> [Task]
The exercise asks you to copy every line below in which "tracing" appears.

:: Available data ::

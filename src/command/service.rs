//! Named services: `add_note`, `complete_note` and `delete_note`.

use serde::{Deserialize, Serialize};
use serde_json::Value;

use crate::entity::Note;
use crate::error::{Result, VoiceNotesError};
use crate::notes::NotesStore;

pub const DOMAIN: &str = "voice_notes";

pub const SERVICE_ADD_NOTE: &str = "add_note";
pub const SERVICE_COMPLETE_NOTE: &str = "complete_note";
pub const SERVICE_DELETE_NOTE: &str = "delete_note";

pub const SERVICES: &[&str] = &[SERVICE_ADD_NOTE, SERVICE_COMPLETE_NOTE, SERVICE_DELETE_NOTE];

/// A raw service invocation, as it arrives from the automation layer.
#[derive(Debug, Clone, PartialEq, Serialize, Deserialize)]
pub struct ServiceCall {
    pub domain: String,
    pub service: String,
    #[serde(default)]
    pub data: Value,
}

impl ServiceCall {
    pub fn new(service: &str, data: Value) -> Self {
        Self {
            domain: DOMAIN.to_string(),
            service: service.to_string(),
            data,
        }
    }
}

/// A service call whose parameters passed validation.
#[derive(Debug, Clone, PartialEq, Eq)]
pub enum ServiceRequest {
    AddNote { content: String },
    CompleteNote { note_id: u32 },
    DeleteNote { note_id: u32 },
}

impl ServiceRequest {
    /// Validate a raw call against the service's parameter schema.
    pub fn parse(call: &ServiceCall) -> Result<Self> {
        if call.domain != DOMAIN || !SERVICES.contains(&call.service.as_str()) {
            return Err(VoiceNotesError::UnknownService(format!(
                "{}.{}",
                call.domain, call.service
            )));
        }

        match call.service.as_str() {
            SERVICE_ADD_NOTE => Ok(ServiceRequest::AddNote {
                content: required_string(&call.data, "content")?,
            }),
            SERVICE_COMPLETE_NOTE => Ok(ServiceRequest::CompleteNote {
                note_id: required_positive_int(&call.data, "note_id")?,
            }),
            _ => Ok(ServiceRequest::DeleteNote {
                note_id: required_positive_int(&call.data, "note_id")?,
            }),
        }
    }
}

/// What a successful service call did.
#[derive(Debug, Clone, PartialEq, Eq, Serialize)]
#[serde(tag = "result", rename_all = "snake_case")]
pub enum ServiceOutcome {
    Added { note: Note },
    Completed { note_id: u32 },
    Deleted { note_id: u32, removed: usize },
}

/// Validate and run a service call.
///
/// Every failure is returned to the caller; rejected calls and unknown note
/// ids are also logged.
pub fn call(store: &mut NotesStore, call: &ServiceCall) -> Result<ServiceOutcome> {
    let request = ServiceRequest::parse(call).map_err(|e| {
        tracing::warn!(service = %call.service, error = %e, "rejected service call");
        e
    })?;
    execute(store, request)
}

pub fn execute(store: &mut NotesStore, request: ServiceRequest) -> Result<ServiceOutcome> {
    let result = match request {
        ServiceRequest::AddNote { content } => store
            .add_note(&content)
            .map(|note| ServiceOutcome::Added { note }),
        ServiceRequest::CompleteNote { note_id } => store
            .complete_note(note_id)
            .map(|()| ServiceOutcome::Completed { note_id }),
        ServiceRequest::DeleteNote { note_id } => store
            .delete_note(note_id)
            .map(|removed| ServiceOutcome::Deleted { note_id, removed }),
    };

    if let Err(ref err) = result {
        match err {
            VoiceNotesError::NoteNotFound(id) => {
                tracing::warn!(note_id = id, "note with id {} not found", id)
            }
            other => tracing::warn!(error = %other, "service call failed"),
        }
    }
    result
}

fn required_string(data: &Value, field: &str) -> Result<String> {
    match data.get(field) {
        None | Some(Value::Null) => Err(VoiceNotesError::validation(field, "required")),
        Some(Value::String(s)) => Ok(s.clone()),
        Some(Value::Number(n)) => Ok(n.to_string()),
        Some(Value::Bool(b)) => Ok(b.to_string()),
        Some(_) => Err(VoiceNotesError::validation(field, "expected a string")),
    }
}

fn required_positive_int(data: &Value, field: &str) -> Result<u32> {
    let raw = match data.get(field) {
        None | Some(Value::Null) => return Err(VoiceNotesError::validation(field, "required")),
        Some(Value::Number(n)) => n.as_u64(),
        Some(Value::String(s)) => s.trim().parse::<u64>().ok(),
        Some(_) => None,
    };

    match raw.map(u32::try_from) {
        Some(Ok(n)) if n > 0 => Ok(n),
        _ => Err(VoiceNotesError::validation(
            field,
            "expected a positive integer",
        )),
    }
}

:::

> [Written answer]
        tracing::warn!(service = %call.service, error = %e, "rejected service call");
                tracing::warn!(note_id = id, "note with id {} not found", id)
            other => tracing::warn!(error = %other, "service call failed"),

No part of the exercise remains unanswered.